# [EXERCISE GOAL]
Working from the records below, repeat exactly the lines starting at the line that contains "assert!(cells.contains(&(5, 9)));" and ending at the line that contains "for x in 1..=8", inclusive.

Saved data entries:
= = = = = = =

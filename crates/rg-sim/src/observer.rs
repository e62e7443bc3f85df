//! Simulation observer trait for progress reporting and data collection.

use rg_core::Tick;
use rg_grid::World;
use rg_mover::{MoverEvent, MoverStore};

/// Counts for one tick, handed to [`SimObserver::on_tick_end`].
#[derive(Copy, Clone, PartialEq, Eq, Debug, Default)]
pub struct TickSummary {
    pub tick:          Tick,
    /// Movers that asked the pathfinder for a route.
    pub planned:       usize,
    pub moved:         usize,
    pub arrived:       usize,
    pub path_failures: usize,
    pub step_blocked:  usize,
    pub gave_up:       usize,
    /// Movers still holding an order after the tick.
    pub busy:          usize,
}

impl TickSummary {
    pub(crate) fn new(tick: Tick) -> Self {
        Self { tick, ..Self::default() }
    }

    pub(crate) fn count(&mut self, event: &MoverEvent) {
        match event {
            MoverEvent::Moved { .. }          => self.moved += 1,
            MoverEvent::Arrived { .. }        => self.arrived += 1,
            MoverEvent::PathFailed { .. }     => self.path_failures += 1,
            MoverEvent::StepBlocked { .. }    => self.step_blocked += 1,
            MoverEvent::UnableToComply { .. } => self.gave_up += 1,
            MoverEvent::Deployed { .. }       => {}
        }
    }
}

/// Callbacks invoked by [`Sim::run`][crate::Sim::run] at key points in the
/// tick loop.
///
/// All methods have default no-op implementations so implementors only need to
/// override what they care about.
///
/// # Example — arrival counter
///
/// ```rust,ignore
/// struct Arrivals(usize);
///
/// impl SimObserver for Arrivals {
///     fn on_mover_event(&mut self, _tick: Tick, event: &MoverEvent, _world: &World) {
///         if matches!(event, MoverEvent::Arrived { .. }) {
///             self.0 += 1;
///         }
///     }
/// }
/// ```
pub trait SimObserver {
    /// Called at the very start of each tick, before any processing.
    fn on_tick_start(&mut self, _tick: Tick) {}

    /// Called once per mover event, in the order the apply phase raised
    /// them.  `world` is the state at the end of the tick.
    fn on_mover_event(&mut self, _tick: Tick, _event: &MoverEvent, _world: &World) {}

    /// Called at the end of each tick, after every event has been reported.
    fn on_tick_end(&mut self, _tick: Tick, _summary: &TickSummary) {}

    /// Called at snapshot intervals (every `config.output_interval_ticks` ticks).
    fn on_snapshot(&mut self, _tick: Tick, _world: &World, _movers: &MoverStore) {}

    /// Called once after the final tick completes.
    fn on_sim_end(&mut self, _final_tick: Tick) {}
}

/// A [`SimObserver`] that does nothing.
pub struct NoopObserver;

impl SimObserver for NoopObserver {}
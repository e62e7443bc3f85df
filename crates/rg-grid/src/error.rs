//! Grid-subsystem error type.

use thiserror::Error;

use rg_core::{CellCoord, CellId, ObjectId};

use crate::Spot;

/// Errors produced by `rg-grid`.
#[derive(Debug, Error, PartialEq, Eq)]
pub enum GridError {
    #[error("cell {0} is outside the map")]
    CellOutOfRange(CellId),

    #[error("coordinate {0} is outside the map")]
    CoordOutOfRange(CellCoord),

    #[error("grid dimensions {width}x{height} are not usable")]
    InvalidDimensions { width: u32, height: u32 },

    #[error("sub-position {spot:?} of {cell} is already taken")]
    OccupancyConflict { cell: CellId, spot: Spot },

    #[error("{0} has no free infantry sub-position")]
    NoFreeSpot(CellId),

    #[error("{object} is already in the occupant chain of {cell}")]
    AlreadyOccupying { object: ObjectId, cell: CellId },

    #[error("{object} is not in the occupant chain of {cell}")]
    NotOccupying { object: ObjectId, cell: CellId },

    #[error("object {0} not found")]
    ObjectNotFound(ObjectId),

    #[error("object {0} cannot move")]
    NotMovable(ObjectId),

    #[error("occupancy audit: {object} appears in {appearances} occupant chains")]
    AuditFailed { object: ObjectId, appearances: usize },

    #[error("occupancy audit: {cell} holds stale handle {object}")]
    StaleHandle { cell: CellId, object: ObjectId },
}

pub type GridResult<T> = Result<T, GridError>;
//! Unit and property tests for rg-path.
//!
//! Scenario maps are small enough that every expected route was traced by
//! hand.

#[cfg(test)]
mod helpers {
    use rg_core::{CellCoord, CellId, HouseId, Locomotion, ObjectId, PathLimits, ZoneKind};
    use rg_grid::{Grid, Overlay, World};
    use crate::{EdgeFollower, MoveProfile, Path, PathQuery, PathResult, Pathfinder};

    pub fn id(grid: &Grid, x: i32, y: i32) -> CellId {
        grid.cell_id(CellCoord::new(x, y)).unwrap()
    }

    /// A tracked unit that is not itself on the map.
    pub fn profile() -> MoveProfile {
        MoveProfile {
            object:     ObjectId::INVALID,
            owner:      HouseId(0),
            locomotion: Locomotion::Track,
            zone_kind:  ZoneKind::Normal,
            armed:      false,
        }
    }

    pub fn open(w: u32, h: u32) -> World {
        World::new(Grid::new(w, h).unwrap())
    }

    pub fn with_walls(w: u32, h: u32, walls: &[(i32, i32)]) -> World {
        let mut grid = Grid::new(w, h).unwrap();
        let edits: Vec<_> = walls.iter().map(|&(x, y)| (id(&grid, x, y), Overlay::Concrete)).collect();
        grid.set_overlays(edits).unwrap();
        World::new(grid)
    }

    /// Concrete wherever a row has `#`.  Row 0 is the top of the map.
    pub fn from_rows(rows: &[&str]) -> World {
        let walls: Vec<_> = rows
            .iter()
            .enumerate()
            .flat_map(|(y, row)| {
                row.chars().enumerate().filter(|&(_, ch)| ch == '#').map(move |(x, _)| (x as i32, y as i32))
            })
            .collect();
        with_walls(rows[0].len() as u32, rows.len() as u32, &walls)
    }

    /// 10×10 with concrete down column 5, rows 0..=8.
    pub fn walled() -> World {
        let wall: Vec<_> = (0..9).map(|y| (5, y)).collect();
        with_walls(10, 10, &wall)
    }

    pub fn find(world: &World, from: (i32, i32), to: (i32, i32)) -> PathResult<Path> {
        let g = &world.grid;
        let q = PathQuery::new(id(g, from.0, from.1), id(g, to.0, to.1), profile());
        EdgeFollower::default().find_path(world, &q)
    }

    pub fn find_with(world: &World, limits: PathLimits, from: (i32, i32), to: (i32, i32)) -> PathResult<Path> {
        let g = &world.grid;
        let q = PathQuery::new(id(g, from.0, from.1), id(g, to.0, to.1), profile());
        EdgeFollower::new(limits).find_path(world, &q)
    }

    pub fn coords(world: &World, path: &Path) -> Vec<(i32, i32)> {
        path.cells(&world.grid)
            .into_iter()
            .map(|c| {
                let at = world.grid.coord(c);
                (at.x, at.y)
            })
            .collect()
    }
}

// ── Open ground ───────────────────────────────────────────────────────────────

#[cfg(test)]
mod open_ground {
    use rg_core::Facing;
    use crate::PathError;
    use super::helpers::{find, open};

    #[test]
    fn diagonal_corner_to_corner() {
        let w = open(10, 10);
        let path = find(&w, (0, 0), (9, 9)).unwrap();
        assert_eq!(path.facings, vec![Facing::SouthEast; 9]);
        assert_eq!(path.cost, 9);
        assert_eq!(path.end, super::helpers::id(&w.grid, 9, 9));
        assert!(path.complete);
    }

    #[test]
    fn knight_offset_is_chebyshev() {
        let w = open(10, 10);
        let path = find(&w, (0, 0), (7, 3)).unwrap();
        assert_eq!(path.len(), 7);
        assert_eq!(*path.cells(&w.grid).last().unwrap(), path.end);
    }

    #[test]
    fn same_cell_is_empty() {
        let w = open(4, 4);
        let path = find(&w, (2, 2), (2, 2)).unwrap();
        assert!(path.is_empty());
        assert_eq!(path.cost, 0);
    }

    #[test]
    fn off_map_cell_is_rejected() {
        use crate::{EdgeFollower, PathQuery, Pathfinder};
        use rg_core::CellId;

        let w = open(4, 4);
        let q = PathQuery::new(CellId(0), CellId(16), super::helpers::profile());
        assert_eq!(
            EdgeFollower::default().find_path(&w, &q).unwrap_err(),
            PathError::CellOutOfRange(CellId(16))
        );
    }
}

// ── Obstacles ─────────────────────────────────────────────────────────────────

#[cfg(test)]
mod obstacles {
    use std::collections::HashSet;

    use rg_core::Facing::{self, *};
    use rg_core::PathLimits;
    use crate::search::Search;
    use crate::PathQuery;
    use super::helpers::{coords, find, from_rows, id, profile, walled, with_walls};

    #[test]
    fn wall_detours_through_bottom_row() {
        let w = walled();
        let path = find(&w, (0, 0), (9, 0)).unwrap();

        let mut expected: Vec<Facing> = vec![East, East, East, SouthEast];
        expected.extend([South; 7]);
        expected.extend([SouthEast, NorthEast]);
        expected.extend([North; 7]);
        expected.extend([NorthEast, East, East]);
        assert_eq!(path.facings, expected);
        assert!(path.len() > 9);

        let cells = coords(&w, &path);
        assert!(cells.contains(&(5, 9)));
        assert!(cells.iter().all(|&(x, y)| !(x == 5 && y <= 8)));
        assert_eq!(*cells.last().unwrap(), (9, 0));
    }

    #[test]
    fn wall_route_is_repeatable() {
        let a = find(&walled(), (0, 0), (9, 0)).unwrap();
        let b = find(&walled(), (0, 0), (9, 0)).unwrap();
        assert_eq!(a, b);
    }

    #[test]
    fn convex_block_is_skirted_without_revisits() {
        let mut block = Vec::new();
        for x in 4..=6 {
            for y in 3..=5 {
                block.push((x, y));
            }
        }
        let w = with_walls(10, 10, &block);
        let path = find(&w, (1, 4), (8, 4)).unwrap();

        let cells = coords(&w, &path);
        let unique: HashSet<_> = cells.iter().collect();
        assert_eq!(unique.len(), cells.len(), "path revisits a cell: {cells:?}");
        assert!(cells.iter().all(|c| !block.contains(c)));
        assert_eq!(path.len(), 7);
        assert_eq!(*cells.last().unwrap(), (8, 4));
    }

    #[test]
    fn repeated_overlap_is_unravelled() {
        // Clockwise from (4,3) the follower squeezes down past (4,4) into the
        // bottom row, runs out of room at the west edge and comes back to
        // (4,4) twice.  The first repeat backs up to the last diagonal exit;
        // the second leaves nothing, and the anticlockwise pass wins.
        let w = from_rows(&[
            ".....#",
            "####..",
            "....##",
            "#.##..",
            "####.#",
            ".....#",
        ]);
        let q = PathQuery::new(id(&w.grid, 4, 4), id(&w.grid, 5, 1), profile());
        let limits = PathLimits::default();
        let mut search = Search::new(&w, &q, &limits);
        let path = search.route().unwrap();

        assert!(search.unravels() >= 1);
        assert!(search.visits() <= limits.visit_budget);
        assert_eq!(path.facings, vec![North, NorthWest, NorthEast, East]);
        assert!(path.complete);
    }

    #[test]
    fn spiral_terminates() {
        // Concrete spiral wound around (5,5) with the mouth on the east side.
        let mut walls = Vec::new();
        for x in 1..=9 { walls.push((x, 1)); }
        for y in 2..=9 { walls.push((9, y)); }
        for x in 1..=8 { walls.push((x, 9)); }
        for y in 3..=8 { walls.push((1, y)); }
        for x in 2..=7 { walls.push((x, 3)); }
        for y in 4..=7 { walls.push((7, y)); }
        for x in 3..=6 { walls.push((x, 7)); }
        walls.push((3, 5));
        walls.push((3, 6));
        let w = with_walls(12, 12, &walls);

        match find(&w, (5, 5), (11, 11)) {
            Ok(path) => {
                let cells = coords(&w, &path);
                assert!(cells.iter().all(|c| !walls.contains(c)));
                assert_eq!(*cells.last().unwrap(), (11, 11));
            }
            Err(e) => assert!(e.reason().is_some() || matches!(
                e,
                crate::PathError::LengthExceeded { .. } | crate::PathError::VisitBudgetExhausted { .. }
            )),
        }
    }
}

= = = = = = =

# [RESPONSE]
        assert!(cells.contains(&(5, 9)));
        assert!(cells.iter().all(|&(x, y)| !(x == 5 && y <= 8)));
        assert_eq!(*cells.last().unwrap(), (9, 0));
    }

    #[test]
    fn wall_route_is_repeatable() {
        let a = find(&walled(), (0, 0), (9, 0)).unwrap();
        let b = find(&walled(), (0, 0), (9, 0)).unwrap();
        assert_eq!(a, b);
    }

    #[test]
    fn convex_block_is_skirted_without_revisits() {
        let mut block = Vec::new();
        for x in 4..=6 {
            for y in 3..=5 {
                block.push((x, y));
            }
        }
        let w = with_walls(10, 10, &block);
        let path = find(&w, (1, 4), (8, 4)).unwrap();

        let cells = coords(&w, &path);
        let unique: HashSet<_> = cells.iter().collect();
        assert_eq!(unique.len(), cells.len(), "path revisits a cell: {cells:?}");
        assert!(cells.iter().all(|c| !block.contains(c)));
        assert_eq!(path.len(), 7);
        assert_eq!(*cells.last().unwrap(), (8, 4));
    }

    #[test]
    fn repeated_overlap_is_unravelled() {
        // Clockwise from (4,3) the follower squeezes down past (4,4) into the
        // bottom row, runs out of room at the west edge and comes back to
        // (4,4) twice.  The first repeat backs up to the last diagonal exit;
        // the second leaves nothing, and the anticlockwise pass wins.
        let w = from_rows(&[
            ".....#",
            "####..",
            "....##",
            "#.##..",
            "####.#",
            ".....#",
        ]);
        let q = PathQuery::new(id(&w.grid, 4, 4), id(&w.grid, 5, 1), profile());
        let limits = PathLimits::default();
        let mut search = Search::new(&w, &q, &limits);
        let path = search.route().unwrap();

        assert!(search.unravels() >= 1);
        assert!(search.visits() <= limits.visit_budget);
        assert_eq!(path.facings, vec![North, NorthWest, NorthEast, East]);
        assert!(path.complete);
    }

    #[test]
    fn spiral_terminates() {
        // Concrete spiral wound around (5,5) with the mouth on the east side.
        let mut walls = Vec::new();
        for x in 1..=9 { walls.push((x, 1)); }
        for y in 2..=9 { walls.push((9, y)); }
        for x in 1..=8 { walls.push((x, 9)); }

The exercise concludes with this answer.